● Assigned task
Copy word for word, and only, the lines below from the one with "pub credentials: &'a" through the last.

(Data listing begins)

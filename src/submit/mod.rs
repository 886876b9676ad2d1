//! Submitting rewritten files
//!
//! This module provides:
//! - The `ChangeSubmitter` trait and its request/outcome types
//! - A GitHub submitter opening pull requests through the REST API
//! - A CodeCommit submitter opening pull requests through the AWS SDK
//! - A patch-file submitter for local working trees
//! - A dry-run submitter printing the change
//! - Pull-request titles, bodies and branch names

mod codecommit;
mod dry_run;
mod github;
pub mod message;
mod patch;

pub use codecommit::CodecommitSubmitter;
pub use dry_run::DryRunSubmitter;
pub use github::GithubSubmitter;
pub use patch::PatchSubmitter;

use crate::domain::{
    Credentials, DependencyFile, DependencySource, Ecosystem, FetchedFiles, NotSubmittedReason,
    UnlockScope, UpdatedDependency,
};
use crate::error::SubmissionError;
use async_trait::async_trait;

/// Everything needed to submit one update
#[derive(Debug, Clone, Copy)]
pub struct SubmitRequest<'a> {
    pub source: &'a DependencySource,
    pub ecosystem: Ecosystem,
    pub scope: UnlockScope,
    pub dependencies: &'a [UpdatedDependency],
    /// Changed files only
    pub files: &'a [DependencyFile],
    /// The files as fetched; `commit` is the base of the change
    pub base: &'a FetchedFiles,
    pub credentials: &'a Credentials,
}

impl SubmitRequest<'_> {
    pub fn title(&self) -> String {
        message::title(self.dependencies, self.source)
    }

    pub fn body(&self) -> String {
        message::body(self.dependencies, self.ecosystem, self.scope)
    }

    pub fn branch(&self) -> String {
        message::branch_name(self.ecosystem, self.source, self.dependencies)
    }
}

/// A submitted change
#[derive(Debug, Clone, PartialEq, Eq)]
pub struct PullRequest {
    /// Pull-request number; patch files have none
    pub number: Option<u64>,
    /// Pull-request URL or patch file path
    pub location: String,
    pub branch: String,
}

/// Result of a submission that did not fail
#[derive(Debug, Clone, PartialEq, Eq)]
pub enum SubmitOutcome {
    Created(PullRequest),
    NotSubmitted(NotSubmittedReason),
}

/// Trait for publishing a rewritten change
#[async_trait]
pub trait ChangeSubmitter: Send + Sync {
    async fn submit(&self, request: &SubmitRequest<'_>) -> Result<SubmitOutcome, SubmissionError>;
}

(Data listing ends)

● Result of this exercise
    pub credentials: &'a Credentials,
}

impl SubmitRequest<'_> {
    pub fn title(&self) -> String {
        message::title(self.dependencies, self.source)
    }

    pub fn body(&self) -> String {
        message::body(self.dependencies, self.ecosystem, self.scope)
    }

    pub fn branch(&self) -> String {
        message::branch_name(self.ecosystem, self.source, self.dependencies)
    }
}

/// A submitted change
#[derive(Debug, Clone, PartialEq, Eq)]
pub struct PullRequest {
    /// Pull-request number; patch files have none
    pub number: Option<u64>,
    /// Pull-request URL or patch file path
    pub location: String,
    pub branch: String,
}

/// Result of a submission that did not fail
#[derive(Debug, Clone, PartialEq, Eq)]
pub enum SubmitOutcome {
    Created(PullRequest),
    NotSubmitted(NotSubmittedReason),
}

/// Trait for publishing a rewritten change
#[async_trait]
pub trait ChangeSubmitter: Send + Sync {
    async fn submit(&self, request: &SubmitRequest<'_>) -> Result<SubmitOutcome, SubmissionError>;
}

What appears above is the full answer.